The selection course that followed for Glenn and the other astronaut candidates in the group of 36 was rigorous almost to the point of comedy. Scientists had utterly no idea what space would do to the human body, so they devised a battery of physical and psychological tests that stretched the imagination. At Wright Patterson Air Force Base in Dayton, Ohio, and a laboratory in Albuquerque, New Mexico, the candidates were pummeled with tests. Wright-Patterson and its doctors played a large role because this was where the Air Force housed its space program, called Man In Space Soonest (MISS), which had been making progress on the topic before being closed down to put full military support behind Mercury. During the exams, ice water was poured into their ears to disrupt balance and they were locked in silent, lightless chambers for hours on end.

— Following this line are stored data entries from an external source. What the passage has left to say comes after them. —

//! Error types for yolo2page library.

use std::io;
use std::path::PathBuf;
use thiserror::Error;

/// Result type alias for yolo2page operations.
pub type Result<T> = std::result::Result<T, Error>;

/// Error types that can occur while converting label files.
///
/// Only conditions that abort a whole document are represented here.
/// Malformed label lines, unmapped classes and invalid polygons are
/// reported through [`crate::parser::LayoutObserver`] instead.
#[derive(Error, Debug)]
pub enum Error {
    /// I/O error when reading or writing files.
    #[error("I/O error: {0}")]
    Io(#[from] io::Error),

    /// The label file does not exist.
    #[error("Label file not found: {}", .0.display())]
    LabelNotFound(PathBuf),

    /// The image file does not exist.
    #[error("Image file not found: {}", .0.display())]
    ImageNotFound(PathBuf),

    /// The image exists but its header could not be decoded.
    #[error("Failed to read image {}: {message}", path.display())]
    ImageRead {
        /// Path of the unreadable image
        path: PathBuf,
        /// Decoder message
        message: String,
    },

    /// The image reported a zero dimension.
    #[error("Invalid image size {width}x{height}")]
    InvalidImageSize {
        /// Width in pixels
        width: u32,
        /// Height in pixels
        height: u32,
    },

    /// The class mapping could not be loaded or failed validation.
    #[error("Invalid class mapping: {0}")]
    Mapping(String),

    /// JSON (de)serialization error.
    #[error("JSON error: {0}")]
    Json(#[from] serde_json::Error),

    /// Error while writing the output markup.
    #[error("Rendering error: {0}")]
    Render(String),

    /// A directory was expected.
    #[error("Not a directory: {}", .0.display())]
    NotADirectory(PathBuf),

    /// Converting a document panicked; the payload message is kept.
    #[error("Conversion aborted: {0}")]
    Panicked(String),
}

#[cfg(test)]
mod tests {
    use super::*;

    #[test]
    fn test_error_display() {
        let err = Error::LabelNotFound(PathBuf::from("labels/page1.txt"));
        assert_eq!(err.to_string(), "Label file not found: labels/page1.txt");

        let err = Error::InvalidImageSize {
            width: 0,
            height: 10,
        };
        assert_eq!(err.to_string(), "Invalid image size 0x10");
    }

    #[test]
    fn test_io_error_conversion() {
        let io_err = io::Error::new(io::ErrorKind::NotFound, "file not found");
        let err: Error = io_err.into();
        assert!(matches!(err, Error::Io(_)));
    }

    #[test]
    fn test_json_error_conversion() {
        let json_err = serde_json::from_str::<serde_json::Value>("{").unwrap_err();
        let err: Error = json_err.into();
        assert!(matches!(err, Error::Json(_)));
    }
}
//! Classified label records.

use super::Polygon;
use serde::{Deserialize, Serialize};
use std::fmt;

/// PAGE region types that are attached to the page as-is and never take
/// part in containment or overlap decisions.
#[derive(Debug, Clone, Copy, PartialEq, Eq, Hash, Serialize, Deserialize)]
pub enum OpaqueKind {
    /// `TableRegion`
    Table,
    /// `ImageRegion`
    Image,
    /// `GraphicRegion`
    Graphic,
    /// `SeparatorRegion`
    Separator,
    /// `NoiseRegion`
    Noise,
    /// `ChartRegion`
    Chart,
    /// `MathsRegion`
    Maths,
    /// `LineDrawingRegion`
    LineDrawing,
    /// `UnknownRegion`
    Unknown,
}

impl OpaqueKind {
    /// All opaque kinds, in declaration order.
    pub const ALL: [OpaqueKind; 9] = [
        OpaqueKind::Table,
        OpaqueKind::Image,
        OpaqueKind::Graphic,
        OpaqueKind::Separator,
        OpaqueKind::Noise,
        OpaqueKind::Chart,
        OpaqueKind::Maths,
        OpaqueKind::LineDrawing,
        OpaqueKind::Unknown,
    ];

    /// PAGE-XML element name.
    pub fn element_name(self) -> &'static str {
        match self {
            OpaqueKind::Table => "TableRegion",
            OpaqueKind::Image => "ImageRegion",
            OpaqueKind::Graphic => "GraphicRegion",
            OpaqueKind::Separator => "SeparatorRegion",
            OpaqueKind::Noise => "NoiseRegion",
            OpaqueKind::Chart => "ChartRegion",
            OpaqueKind::Maths => "MathsRegion",
            OpaqueKind::LineDrawing => "LineDrawingRegion",
            OpaqueKind::Unknown => "UnknownRegion",
        }
    }

    /// Look up an opaque kind by its PAGE-XML element name.
    pub fn from_element_name(name: &str) -> Option<Self> {
        Self::ALL.into_iter().find(|k| k.element_name() == name)
    }
}

impl fmt::Display for OpaqueKind {
    fn fmt(&self, f: &mut fmt::Formatter<'_>) -> fmt::Result {
        f.write_str(self.element_name())
    }
}

/// The part a record plays in the layout hierarchy.
#[derive(Debug, Clone, Copy, PartialEq, Eq, Hash, Serialize, Deserialize)]
#[serde(tag = "role", content = "kind", rename_all = "snake_case")]
pub enum Role {
    /// A text line; placed inside the most specific overlapping region.
    Leaf,
    /// A text region that wants to live inside a top-level region.
    NestableRegion,
    /// A text region attached directly to the page.
    TopRegion,
    /// A non-text region attached directly to the page.
    Opaque(OpaqueKind),
}

impl Role {
    /// Check if this role produces a text region.
    pub fn is_text_region(&self) -> bool {
        matches!(self, Role::NestableRegion | Role::TopRegion)
    }
}

/// A label after denormalization and classification.
#[derive(Debug, Clone, PartialEq, Serialize, Deserialize)]
pub struct Record {
    /// Stable identifier derived from the label line position
    pub id: String,

    /// Pixel-space outline
    pub polygon: Polygon,

    /// Placement role
    pub role: Role,

    /// Region `type` for text regions, or the container type a leaf asks
    /// for when it has to be given its own region
    pub subtype: Option<String>,

    /// Class id as written in the label file
    pub class_id: i64,

    /// Zero-based line number in the label file
    pub line_index: usize,
}

impl Record {
    /// Identifier for a record created from label line `line_index`.
    pub fn id_for(role: Role, line_index: usize) -> String {
        match role {
            Role::Leaf => format!("l{:04}", line_index),
            _ => format!("r{:04}", line_index),
        }
    }
}
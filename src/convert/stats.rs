//! Per-document and aggregate conversion statistics.

use serde::{Deserialize, Serialize};

use crate::model::LayoutStats;
use crate::parser::{LayoutEvent, LayoutObserver};

/// Statistics collected while converting label files.
///
/// Implements [`LayoutObserver`], so it can be chained into the layout
/// passes and filled as events arrive.
#[derive(Debug, Clone, Default, PartialEq, Eq, Serialize, Deserialize)]
pub struct ConversionStats {
    /// Number of documents converted
    pub documents: u32,

    /// Label lines that were skipped as malformed
    pub malformed_lines: u32,

    /// Labels dropped because their class is not mapped
    pub unmapped_labels: u32,

    /// Records whose polygon is degenerate
    pub invalid_polygons: u32,

    /// Opaque regions written
    pub opaque_regions: u32,

    /// Declared top-level text regions
    pub top_regions: u32,

    /// Nestable regions placed inside a parent
    pub nested_regions: u32,

    /// Nestable regions promoted to the page
    pub promoted_regions: u32,

    /// Lines assigned to an existing region
    pub placed_lines: u32,

    /// Lines given their own container
    pub orphan_lines: u32,
}

impl ConversionStats {
    /// Create new empty statistics.
    pub fn new() -> Self {
        Self::default()
    }

    /// Record the layout summary of one finished document.
    pub fn add_layout(&mut self, layout: &LayoutStats) {
        self.documents += 1;
        self.opaque_regions += layout.opaque_regions as u32;
        self.top_regions += layout.declared_regions as u32;
        self.nested_regions += layout.nested_regions as u32;
        self.promoted_regions += layout.promoted_regions as u32;
        self.placed_lines += layout.placed_lines as u32;
        self.orphan_lines += layout.orphan_lines as u32;
    }

    /// Total number of labels that made it into the output.
    pub fn written_labels(&self) -> u32 {
        self.opaque_regions
            + self.top_regions
            + self.nested_regions
            + self.promoted_regions
            + self.placed_lines
            + self.orphan_lines
    }

    /// Total number of labels that were skipped.
    pub fn skipped_labels(&self) -> u32 {
        self.malformed_lines + self.unmapped_labels
    }

    /// Merge another stats instance into this one.
    pub fn merge(&mut self, other: &ConversionStats) {
        self.documents += other.documents;
        self.malformed_lines += other.malformed_lines;
        self.unmapped_labels += other.unmapped_labels;
        self.invalid_polygons += other.invalid_polygons;
        self.opaque_regions += other.opaque_regions;
        self.top_regions += other.top_regions;
        self.nested_regions += other.nested_regions;
        self.promoted_regions += other.promoted_regions;
        self.placed_lines += other.placed_lines;
        self.orphan_lines += other.orphan_lines;
    }
}

impl LayoutObserver for ConversionStats {
    fn on_event(&mut self, event: &LayoutEvent) {
        match event {
            LayoutEvent::MalformedLine { .. } => self.malformed_lines += 1,
            LayoutEvent::UnmappedClass { .. } => self.unmapped_labels += 1,
            LayoutEvent::InvalidPolygon { .. } => self.invalid_polygons += 1,
            LayoutEvent::Finished { stats } => self.add_layout(stats),
            _ => {}
        }
    }
}

#[cfg(test)]
mod tests {
    use super::*;

    #[test]
    fn test_stats_from_events() {
        let mut stats = ConversionStats::new();
        stats.on_event(&LayoutEvent::MalformedLine {
            line_index: 0,
            reason: "too short".into(),
        });
        stats.on_event(&LayoutEvent::UnmappedClass {
            line_index: 1,
            class_id: 4,
        });
        stats.on_event(&LayoutEvent::Finished {
            stats: LayoutStats {
                declared_regions: 1,
                placed_lines: 3,
                orphan_lines: 1,
                manufactured_regions: 1,
                ..Default::default()
            },
        });

        assert_eq!(stats.documents, 1);
        assert_eq!(stats.malformed_lines, 1);
        assert_eq!(stats.unmapped_labels, 1);
        assert_eq!(stats.skipped_labels(), 2);
        assert_eq!(stats.written_labels(), 5);
    }

    #[test]
    fn test_stats_merge() {
        let mut stats1 = ConversionStats {
            documents: 1,
            placed_lines: 5,
            ..Default::default()
        };
        let stats2 = ConversionStats {
            documents: 2,
            placed_lines: 3,
            orphan_lines: 4,
            ..Default::default()
        };

        stats1.merge(&stats2);

        assert_eq!(stats1.documents, 3);
        assert_eq!(stats1.placed_lines, 8);
        assert_eq!(stats1.orphan_lines, 4);
    }
}
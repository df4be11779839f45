//! yolo2page CLI - YOLO segmentation labels to PAGE-XML

use std::path::{Path, PathBuf};

use clap::{ArgAction, Args, Parser, Subcommand, ValueEnum};
use colored::Colorize;
use indicatif::{ProgressBar, ProgressStyle};

use yolo2page::model::Role;
use yolo2page::parser::{CompositeObserver, EventCollector, LayoutEvent, LogObserver};
use yolo2page::render::{emit, NodeKind};
use yolo2page::{
    BatchConverter, ClassMapping, JsonFormat, LayoutOptions, OutputFormat, PageConverter,
    RenderOptions,
};

#[derive(Parser)]
#[command(name = "yolo2page")]
#[command(author = "iyulab")]
#[command(version)]
#[command(about = "Convert YOLO segmentation labels to nested PAGE-XML", long_about = None)]
struct Cli {
    /// Label file (.txt) or labels directory
    #[arg(value_name = "LABELS")]
    labels: Option<PathBuf>,

    /// Image file or images directory
    #[arg(value_name = "IMAGES")]
    images: Option<PathBuf>,

    #[command(flatten)]
    options: ConvertArgs,

    /// Increase log verbosity (-v info, -vv debug)
    #[arg(short, long, action = ArgAction::Count, global = true)]
    verbose: u8,

    #[command(subcommand)]
    command: Option<Commands>,
}

#[derive(Subcommand)]
enum Commands {
    /// Convert a label file or a directory of label files
    Convert {
        /// Label file (.txt) or labels directory
        #[arg(value_name = "LABELS")]
        labels: PathBuf,

        /// Image file or images directory
        #[arg(value_name = "IMAGES")]
        images: PathBuf,

        #[command(flatten)]
        options: ConvertArgs,
    },

    /// Show the region hierarchy built for one label file
    Inspect {
        /// Label file (.txt)
        #[arg(value_name = "LABELS")]
        labels: PathBuf,

        /// Image file
        #[arg(value_name = "IMAGE")]
        image: PathBuf,

        /// JSON class mapping file
        #[arg(short, long, value_name = "FILE", env = "YOLO2PAGE_MAPPING")]
        mapping: Option<PathBuf>,
    },

    /// Validate and print a class mapping file
    Mapping {
        /// JSON class mapping file (the default mapping if omitted)
        #[arg(value_name = "FILE")]
        file: Option<PathBuf>,
    },

    /// Show version information
    Version,
}

#[derive(Args, Clone)]
struct ConvertArgs {
    /// Output file (single file) or directory (batch)
    #[arg(short, long, value_name = "PATH")]
    output: Option<PathBuf>,

    /// JSON class mapping file
    #[arg(short, long, value_name = "FILE", env = "YOLO2PAGE_MAPPING")]
    mapping: Option<PathBuf>,

    /// Output format
    #[arg(long, value_enum, default_value = "xml")]
    format: Format,

    /// Write compact output without indentation
    #[arg(long)]
    compact: bool,

    /// Minimum containment for nesting a region (exclusive)
    #[arg(long, value_name = "RATIO", default_value = "0.5")]
    region_threshold: f64,

    /// Minimum share of a line a region must cover (exclusive)
    #[arg(long, value_name = "RATIO", default_value = "0.1")]
    line_overlap: f64,

    /// Process everything on one thread
    #[arg(long)]
    sequential: bool,
}

#[derive(Copy, Clone, PartialEq, Eq, ValueEnum)]
enum Format {
    /// PAGE-XML
    Xml,
    /// JSON dump of the region tree
    Json,
}

impl From<Format> for OutputFormat {
    fn from(format: Format) -> Self {
        match format {
            Format::Xml => OutputFormat::PageXml,
            Format::Json => OutputFormat::Json,
        }
    }
}

fn main() {
    let cli = Cli::parse();
    init_logger(cli.verbose);

    let result = match cli.command {
        Some(Commands::Convert {
            labels,
            images,
            options,
        }) => cmd_convert(&labels, &images, &options),
        Some(Commands::Inspect {
            labels,
            image,
            mapping,
        }) => cmd_inspect(&labels, &image, mapping.as_deref()),
        Some(Commands::Mapping { file }) => cmd_mapping(file.as_deref()),
        Some(Commands::Version) => {
            cmd_version();
            Ok(())
        }
        None => match (cli.labels, cli.images) {
            (Some(labels), Some(images)) => cmd_convert(&labels, &images, &cli.options),
            _ => {
                println!("{}", "Usage: yolo2page <LABELS> <IMAGES> [OPTIONS]".yellow());
                println!("       yolo2page --help for more information");
                Ok(())
            }
        },
    };

    if let Err(e) = result {
        eprintln!("{}: {}", "Error".red().bold(), e);
        std::process::exit(1);
    }
}

fn init_logger(verbose: u8) {
    let level = match verbose {
        0 => "warn",
        1 => "info",
        _ => "debug",
    };
    env_logger::Builder::from_env(env_logger::Env::default().default_filter_or(level)).init();
}

fn build_converter(options: &ConvertArgs) -> Result<PageConverter, Box<dyn std::error::Error>> {
    let mapping = ClassMapping::load_or_default(options.mapping.as_deref())?;

    let layout = LayoutOptions::new()
        .with_region_threshold(options.region_threshold)
        .with_line_overlap_fraction(options.line_overlap)
        .with_parallel(!options.sequential);

    let mut render = RenderOptions::new().with_format(options.format.into());
    if options.compact {
        render = render.with_indent(0).with_json_format(JsonFormat::Compact);
    }
    log::debug!("Mapping: {} classes", mapping.len());
    log::debug!("Layout options: {:?}", layout);
    log::debug!("Render options: {:?}", render);

    Ok(PageConverter::new(mapping)
        .with_layout_options(layout)
        .with_render_options(render))
}

fn cmd_convert(
    labels: &Path,
    images: &Path,
    options: &ConvertArgs,
) -> Result<(), Box<dyn std::error::Error>> {
    let converter = build_converter(options)?;

    if labels.is_file() && yolo2page::discover::is_label_file(labels) {
        if !images.is_file() {
            return Err("For single file conversion, provide a single image file".into());
        }
        let output = options
            .output
            .clone()
            .unwrap_or_else(|| labels.with_extension(converter.render_options().format.extension()));

        let result = converter.convert_to_path(labels, images, &output)?;
        println!("{} {}", "Saved to".green(), output.display());
        print_document_stats(&result.stats);
        Ok(())
    } else if labels.is_dir() && images.is_dir() {
        cmd_convert_dir(converter, labels, images, options)
    } else {
        Err("Provide either two files (txt and image) or two folders (labels and images)".into())
    }
}

fn cmd_convert_dir(
    converter: PageConverter,
    labels: &Path,
    images: &Path,
    options: &ConvertArgs,
) -> Result<(), Box<dyn std::error::Error>> {
    let mut batch = BatchConverter::new(converter).with_parallel(!options.sequential);
    if let Some(ref dir) = options.output {
        batch = batch.with_output_dir(dir);
    }

    let total = batch.count_labels(labels)?;
    let pb = ProgressBar::new(total as u64);
    pb.set_style(
        ProgressStyle::default_bar()
            .template("{spinner:.green} [{bar:40.cyan/blue}] {pos}/{len} {msg}")?
            .progress_chars("#>-"),
    );

    let report = batch.run_with_progress(labels, images, |label| {
        let name = label.file_name().unwrap_or_default().to_string_lossy();
        pb.set_message(name.into_owned());
        pb.inc(1);
    })?;
    pb.finish_with_message("Done!");

    println!();
    println!("{}", "Conversion Summary".cyan().bold());
    println!("{}", "─".repeat(40).dimmed());
    println!("{}: {}", "Output".bold(), batch.output_dir_for(labels).display());
    println!("{}: {}", "Converted".bold(), report.converted.to_string().green());
    let failed = report.failed().to_string();
    if report.is_success() {
        println!("{}: {}", "Failed".bold(), failed);
    } else {
        println!("{}: {}", "Failed".bold(), failed.red());
        for failure in &report.failures {
            let name = failure.label.file_name().unwrap_or_default().to_string_lossy();
            println!("  {} {}: {}", "✗".red(), name, failure.error);
        }
    }
    print_document_stats(&report.stats);

    Ok(())
}

fn print_document_stats(stats: &yolo2page::ConversionStats) {
    println!(
        "{}: {} placed, {} in new regions",
        "Lines".bold(),
        stats.placed_lines,
        stats.orphan_lines
    );
    println!(
        "{}: {} top-level, {} nested, {} promoted, {} opaque",
        "Regions".bold(),
        stats.top_regions,
        stats.nested_regions,
        stats.promoted_regions,
        stats.opaque_regions
    );
    if stats.skipped_labels() > 0 {
        println!(
            "{}: {} malformed, {} unmapped",
            "Skipped".yellow().bold(),
            stats.malformed_lines,
            stats.unmapped_labels
        );
    }
}

fn cmd_inspect(
    labels: &Path,
    image: &Path,
    mapping: Option<&Path>,
) -> Result<(), Box<dyn std::error::Error>> {
    let mapping = ClassMapping::load_or_default(mapping)?;
    let converter = PageConverter::new(mapping);

    let mut events = EventCollector::new();
    let mut log = LogObserver::for_source(labels.display().to_string());
    let result = {
        let mut observers = CompositeObserver::new()
            .with_observer(&mut events)
            .with_observer(&mut log);
        converter.convert_file_with(labels, image, &mut observers)?
    };

    let page = &result.page;
    println!("{}", "Page".cyan().bold());
    println!("{}", "─".repeat(40).dimmed());
    println!("{}: {}", "Image".bold(), page.image.filename);
    println!("{}: {}x{}", "Size".bold(), page.image.width, page.image.height);
    println!();

    println!("{}", "Hierarchy".cyan().bold());
    println!("{}", "─".repeat(40).dimmed());
    let tree = emit(page);
    if tree.nodes.is_empty() {
        println!("{}", "(empty)".dimmed());
    }
    tree.walk(|node, depth| {
        let indent = "  ".repeat(depth);
        let label = match node.kind {
            NodeKind::TextLine => node.kind.element_name().normal(),
            NodeKind::TextRegion => node.kind.element_name().green(),
            NodeKind::Opaque(_) => node.kind.element_name().blue(),
        };
        match node.region_type {
            Some(ref region_type) => {
                println!("{}{} {} [{}]", indent, label, node.id.bold(), region_type)
            }
            None => println!("{}{} {}", indent, label, node.id.bold()),
        }
    });

    println!();
    println!("{}", "Statistics".cyan().bold());
    println!("{}", "─".repeat(40).dimmed());
    print_document_stats(&result.stats);

    let skips: Vec<&LayoutEvent> = events.events.iter().filter(|e| e.is_skip()).collect();
    if !skips.is_empty() {
        println!();
        println!("{}", "Skipped Labels".yellow().bold());
        println!("{}", "─".repeat(40).dimmed());
        for event in skips {
            match event {
                LayoutEvent::MalformedLine { line_index, reason } => {
                    println!("  line {}: {}", line_index + 1, reason)
                }
                LayoutEvent::UnmappedClass {
                    line_index,
                    class_id,
                } => println!("  line {}: unmapped class {}", line_index + 1, class_id),
                LayoutEvent::InvalidPolygon { id } => println!("  {}: invalid polygon", id),
                _ => {}
            }
        }
    }

    Ok(())
}

fn cmd_mapping(file: Option<&Path>) -> Result<(), Box<dyn std::error::Error>> {
    let mapping = match file {
        Some(path) => ClassMapping::from_path(path)?,
        None => ClassMapping::default(),
    };

    println!("{}", "Class Mapping".cyan().bold());
    println!("{}", "─".repeat(40).dimmed());
    for (class_id, rule) in mapping.iter() {
        let role = match rule.role {
            Role::Leaf => "line".to_string(),
            Role::TopRegion => "top-level region".to_string(),
            Role::NestableRegion => "nested region".to_string(),
            Role::Opaque(kind) => format!("opaque ({})", kind),
        };
        let subtype = rule.subtype.as_deref().unwrap_or("-");
        println!(
            "{}  {:<18} {:<18} {}",
            format!("{:>4}", class_id).bold(),
            rule.element.name(),
            role,
            subtype.dimmed()
        );
    }
    println!("\n{} {} classes", "Valid:".green().bold(), mapping.len());

    Ok(())
}

fn cmd_version() {
    println!("{} {}", "yolo2page".cyan().bold(), env!("CARGO_PKG_VERSION"));
    println!("YOLO segmentation labels to PAGE-XML converter");
    println!();
    println!("License: MIT");
}
//! Integration tests for PAGE-XML output.

use chrono::{TimeZone, Utc};
use quick_xml::events::Event;
use quick_xml::Reader;
use yolo2page::model::ImageInfo;
use yolo2page::parser::{layout_page, ClassMapping, LayoutOptions, NullObserver};
use yolo2page::render::{render, to_page_xml, emit, OutputFormat, RenderOptions, PAGE_NAMESPACE};

const MAPPING: &str = r#"{
    "0": {"element": "TextLine"},
    "1": {"element": "TextRegion", "type": "paragraph"},
    "2": {"element": "TextRegion", "parent": "TextRegion", "type": "caption"},
    "3": {"element": "ImageRegion"}
}"#;

const LABELS: &str = "1 0 0 0.6 0 0.6 0.6 0 0.6\n\
                      3 0.7 0.7 0.9 0.7 0.9 0.9 0.7 0.9\n\
                      2 0.1 0.1 0.4 0.1 0.4 0.3 0.1 0.3\n\
                      0 0.15 0.15 0.35 0.15 0.35 0.2 0.15 0.2\n\
                      0 0.1 0.45 0.5 0.45 0.5 0.5 0.1 0.5\n";

fn options() -> RenderOptions {
    RenderOptions::new().with_created(Utc.with_ymd_and_hms(2024, 3, 4, 5, 6, 7).unwrap())
}

fn render_sample() -> String {
    let page = layout_page(
        LABELS,
        ImageInfo::new("scan.jpg", 1000, 1000),
        &ClassMapping::from_json_str(MAPPING).unwrap(),
        &LayoutOptions::default(),
        &mut NullObserver,
    );
    render(&page, &options()).unwrap()
}

/// Element names with their depth and `id`, in document order.
fn outline(xml: &str) -> Vec<(usize, String, Option<String>)> {
    let mut reader = Reader::from_str(xml);
    reader.trim_text(true);

    let mut depth = 0;
    let mut out = Vec::new();
    loop {
        match reader.read_event().unwrap() {
            Event::Start(e) => {
                let name = String::from_utf8(e.name().as_ref().to_vec()).unwrap();
                let id = e
                    .try_get_attribute("id")
                    .unwrap()
                    .map(|a| a.unescape_value().unwrap().into_owned());
                out.push((depth, name, id));
                depth += 1;
            }
            Event::Empty(e) => {
                let name = String::from_utf8(e.name().as_ref().to_vec()).unwrap();
                out.push((depth, name, None));
            }
            Event::End(_) => depth -= 1,
            Event::Eof => break,
            _ => {}
        }
    }
    out
}

fn element(depth: usize, name: &str, id: Option<&str>) -> (usize, String, Option<String>) {
    (depth, name.to_string(), id.map(str::to_string))
}

#[test]
fn test_document_outline() {
    let xml = render_sample();
    let outline = outline(&xml);

    let expected = vec![
        element(0, "PcGts", None),
        element(1, "Metadata", None),
        element(2, "Creator", None),
        element(2, "Created", None),
        element(2, "LastChange", None),
        element(1, "Page", None),
        element(2, "ImageRegion", Some("r0001")),
        element(3, "Coords", None),
        element(2, "TextRegion", Some("r0000")),
        element(3, "Coords", None),
        element(3, "TextRegion", Some("r0002")),
        element(4, "Coords", None),
        element(4, "TextLine", Some("l0003")),
        element(5, "Coords", None),
        element(3, "TextLine", Some("l0004")),
        element(4, "Coords", None),
    ];
    assert_eq!(outline, expected);
}

#[test]
fn test_header_and_metadata() {
    let xml = render_sample();

    assert!(xml.starts_with("<?xml version=\"1.0\" encoding=\"UTF-8\"?>"));
    assert!(xml.contains(&format!(
        "xsi:schemaLocation=\"{} {}/pagecontent.xsd\"",
        PAGE_NAMESPACE, PAGE_NAMESPACE
    )));
    assert!(xml.contains("<Created>2024-03-04T05:06:07Z</Created>"));
    assert!(xml.contains("imageFilename=\"scan.jpg\""));
}

#[test]
fn test_region_types() {
    let xml = render_sample();
    assert!(xml.contains("<TextRegion id=\"r0000\" type=\"paragraph\">"));
    assert!(xml.contains("<TextRegion id=\"r0002\" type=\"caption\">"));
    assert!(xml.contains("<ImageRegion id=\"r0001\">"));
}

#[test]
fn test_coords_in_pixels() {
    let xml = render_sample();
    assert!(xml.contains("<Coords points=\"0,0 600,0 600,600 0,600\"/>"));
    assert!(xml.contains("<Coords points=\"700,700 900,700 900,900 700,900\"/>"));
}

#[test]
fn test_json_matches_tree() {
    let page = layout_page(
        LABELS,
        ImageInfo::new("scan.jpg", 1000, 1000),
        &ClassMapping::from_json_str(MAPPING).unwrap(),
        &LayoutOptions::default(),
        &mut NullObserver,
    );
    let json = render(&page, &options().with_format(OutputFormat::Json)).unwrap();
    let value: serde_json::Value = serde_json::from_str(&json).unwrap();

    assert_eq!(value["nodes"][0]["kind"], "ImageRegion");
    assert_eq!(value["nodes"][1]["kind"], "TextRegion");
    assert_eq!(value["nodes"][1]["children"][0]["id"], "r0002");

    // Same markup whether rendered from the page or its tree
    let xml = to_page_xml(&emit(&page), &options()).unwrap();
    assert_eq!(xml, render(&page, &options()).unwrap());
}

"We went through heat chambers up there where they heated your body up until your core body temperature got up to a point where they thought it was dangerous to go beyond. . . . " Glenn told a space and medicine symposium in Washington, DC, last May. "We went through sound chambers where the frequency and amplitude were varied to the point where it'd make your whole body shake, literally."
Donlan said, "I viewed it as these medical people finally had a batch of top-notch guys, and they kind of used it as a research program of theirs to see how normal people behaved in some of these odd tests they gave them."
Glenn viewed it as a hurdle. Using the tenacity he had displayed so well in getting the Navy to let him fly for a transcontinental speed record in 1957, Glenn marched through the physical and psychological examinations.
The exams were so thorough and so imaginative that when Dr. Randolph Lovelace -- who as chairman of the NASA life sciences committee had led the team of doctors -- was introduced at the press conference naming the Mercury Seven, his first words to reporters were, "I just hope they never give me a physical examination."
That day was April 9, 1959. The group of 36 had been whittled to 7, which actually was a bit of a compromise. The early plan was to choose 12 but Donlan thought that was too many. They weren't planning 12 flights, so why train a bunch of extras who would never get in the game?
So they picked 7: Malcolm "Scott" Carpenter, 33; Leroy "Gordon" Cooper, 32; John H. Glenn, Jr., 37; Virgil "Gus" Grissom, 33; Walter Schirra, Jr., 35; Alan Shepard, 35; and Donald "Deke" Slayton, 35.